Deux événements importants cette semaine auront pour thème le changement climatique et la lutte pour ne pas asphyxier la planète. POUR Davos, en Suisse, l'annuel s'ouvre le 21 janvier Forum économique mondial qui réunit chefs d'État, de gouvernement, économistes et banquiers. Cette année, ils seront confrontés à un article de 750 scientifiques que le le changement climatique c'est la priorité absolue du système économique mondial. A Assise le 24 janvier c'est signé le Manifeste sur le changement climatique.
Italie il aura un rôle dans les deux forums pour en savoir plus et ensuite lancer son accord vert, comme le prétend le Premier ministre Conte depuis des mois. En vérité, Davos, même à travers une confrontation à distance entre le président américain Donald Trump et la jeune mais déterminée Greta Thumberg, devrait nous dire quelque chose de nouveau sur les véritables intentions des pays les plus industrialisés en matière de lutte contre les émissions nocives, par rapport à la dernière faillite Coopérative 21 de Madrid.
L'Italie chez elle a raison de signer des documents aussi exigeants et pour cela Conte sera à Assise. Mais il a aussi l'urgence d'agir à court et moyen terme. Les engagements du nouveau cap environnemental à ce jour sont restés dans les documents. Les entreprises et les territoires attendent les mesures annoncées qui doivent être allégées et appliquées rapidement et efficacement.

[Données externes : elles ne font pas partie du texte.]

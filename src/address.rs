//! GPIB instrument address.

use crate::error::DmmError;
use serde::{Deserialize, Serialize};
use std::fmt;

/// Highest GPIB primary address.
pub const MAX_GPIB_ADDRESS: u8 = 30;

/// Bus address of the meter. `0` means "not set yet".
#[derive(Debug, Clone, Copy, Default, PartialEq, Eq, Hash, Serialize, Deserialize)]
#[serde(transparent)]
pub struct InstrumentAddress(u8);

impl InstrumentAddress {
    /// The unset sentinel.
    pub const UNSET: InstrumentAddress = InstrumentAddress(0);

    /// Wrap a raw address. Any value is accepted; it is checked when used.
    pub fn new(raw: u8) -> Self {
        Self(raw)
    }

    /// Raw address value.
    pub fn get(self) -> u8 {
        self.0
    }

    /// Whether an address has been assigned.
    pub fn is_set(self) -> bool {
        self.0 != 0
    }

    /// Check the address can be used for instrument I/O.
    pub fn validate(self) -> Result<(), DmmError> {
        if !self.is_set() {
            return Err(DmmError::config("GPIB address is not set"));
        }
        if self.0 > MAX_GPIB_ADDRESS {
            return Err(DmmError::config(format!(
                "GPIB address {} is out of range 1-{}",
                self.0, MAX_GPIB_ADDRESS
            )));
        }
        Ok(())
    }

    /// VISA resource string for this address on GPIB board `board`.
    pub fn resource_string(self, board: u8) -> Result<String, DmmError> {
        self.validate()?;
        Ok(format!("GPIB{}::{}::INSTR", board, self.0))
    }
}

impl fmt::Display for InstrumentAddress {
    fn fmt(&self, f: &mut fmt::Formatter<'_>) -> fmt::Result {
        if self.is_set() {
            write!(f, "{}", self.0)
        } else {
            f.write_str("unset")
        }
    }
}

impl From<u8> for InstrumentAddress {
    fn from(raw: u8) -> Self {
        Self::new(raw)
    }
}

#[cfg(test)]
mod tests {
    use super::*;

    #[test]
    fn test_default_is_unset() {
        let address = InstrumentAddress::default();
        assert!(!address.is_set());
        assert_eq!(address, InstrumentAddress::UNSET);
        assert_eq!(address.to_string(), "unset");
    }

    #[test]
    fn test_unset_address_is_config_error() {
        let err = InstrumentAddress::UNSET.resource_string(0).unwrap_err();
        assert_eq!(err.kind(), "config");
    }

    #[test]
    fn test_out_of_range_address_is_config_error() {
        assert!(InstrumentAddress::new(31).validate().is_err());
        assert!(InstrumentAddress::new(30).validate().is_ok());
    }

    #[test]
    fn test_gpib_resource_string() {
        assert_eq!(
            InstrumentAddress::new(2).resource_string(0).unwrap(),
            "GPIB0::2::INSTR"
        );
        assert_eq!(
            InstrumentAddress::new(22).resource_string(1).unwrap(),
            "GPIB1::22::INSTR"
        );
    }
}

Lorsque Conte appose sa signature sur le Manifeste à Assise avec la présence des frères franciscains et des écologistes italiens les plus sérieux, il aura raison de réfléchir sur le fait que ce texte a recueilli près de 2000 adhésions de la société civile. Il est écrit que nous devons « rendre notre économie et notre société plus à l'échelle humaine. L'Italie est utile si elle parvient à faire l'Italie. S'il croise innovation, qualité et beauté avec le besoin de éliminer les émissions qui causent le changement climatique et détruisent notre économie”. C'est un peu plus qu'un appel à un cadre qui veut se caractériser depuis ses débuts comme un tournant, à vocation verte, mais qui est incapable de le démontrer concrètement.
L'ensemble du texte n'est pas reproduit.